Нас нельзя сравнивать с той же Белоруссией не только из-за пятикратного разрыва наших весовых категорий. Белоруссия пошла по пути «военного коммунизма», мне думается, не только в силу субъективного фактора. Там были объективные условия для продления административно-командной модели управления экономикой (с известными уступками рыночным началам). Руководство этой страны не получило такого наследства, как мы. Там практически новые машиностроительные и химические заводы, предприятия легкой промышленности, да и вся промышленность не такая старая, как в Украине. Белоруссию в советское время жалели как больше всех пострадавшую от войны, и вкладывали в ее развитие крупные средства, обделяя, естественно, других. Это был своеобразный секрет Полишинеля в управленческих кругах союзного и республиканских центров. В Белоруссии после войны были построены такие современные гиганты машиностроения, как МАЗ, Белаз, тракторный завод, современная химия и нефтехимия, предприятия легкой промышленности, электротехнические заводы.

Белоруссия не могла столкнуться с нашими проблемами. Иначе и она, я убежден, искала бы выход за пределами административных моделей. По-другому действовать было бы просто невозможно: приказы не исполнялись бы. У нас рухнула металлургия («легла», как мы выражаемся), рухнула угольная промышленность, рухнуло, в общем, все остальное. Вдуматься только: 40 процентов украинской промышленности - это были предприятия военно-промышленного комплекса, который в одночасье остался без заказов, то есть без работы. Плюс мировые цены на энергоносители. У нас действительно был коллапс экономики.

И спрашивается: можно ли было откладывать приватизацию до лучших времен - до тех пор, пока она, экономика, не встанет на ноги и не появится перспектива выручить на аукционе (открытом!) за каждое предприятие не копейки, а миллионы и миллиарды? Конечно, любое успешное предприятие сегодня имеет не ту цену, за которую оно кому-то досталось даже пять лет назад, не говоря уж о десяти или пятнадцати. Но надо же задуматься, надо вспомнить: а что там было пять лет назад? Что тогда представлял собой теперешний красавец-завод? А через несколько лет он будет еще краше.

Ничто меня так не возмущало и не пугало (боялся не за себя, а за страну) в первые дни, недели и месяцы «оранжевой» власти, как речи демагогов на одну тему: Кучма, мол, раздал за копейки народное добро, которое сейчас стоит «сумасшедшие деньги»!

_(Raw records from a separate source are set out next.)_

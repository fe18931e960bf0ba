//! Common types for the CÁRIS backup and disaster-recovery subsystem
//!
//! Provides the shared error taxonomy and small cross-crate utilities used
//! by the backup, recovery and conversation-backup crates.

#![forbid(unsafe_code)]
#![warn(missing_docs)]

pub mod error;

pub use error::{CarisError, Result};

Хочется сказать: ну как же вам не стыдно? Во-первых, добрые две трети приватизированной собственности - это то, что было разгосударствлено до Кучмы по решениям Верховной Рады и за сертификаты. Так что, господа депутаты, возьмите хоть часть ответственности за последствия на себя, а не перекладывайте всю ее на одного. А во-вторых… Вы что, не знаете, в каком положении был Кучма, когда народ брал его за горло: «Ты президент, ты взялся руководить страной, мы тебе поверили - давай нам зарплату, давай нам пенсии, давай нам пособия!» И способ был один: дальнейшая приватизация. Приватизация любой ценой, с любыми издержками. Другого способа в природе не существовало и существовать не будет. Людей может накормить, одеть и обеспечить крышей над головой только частный интерес.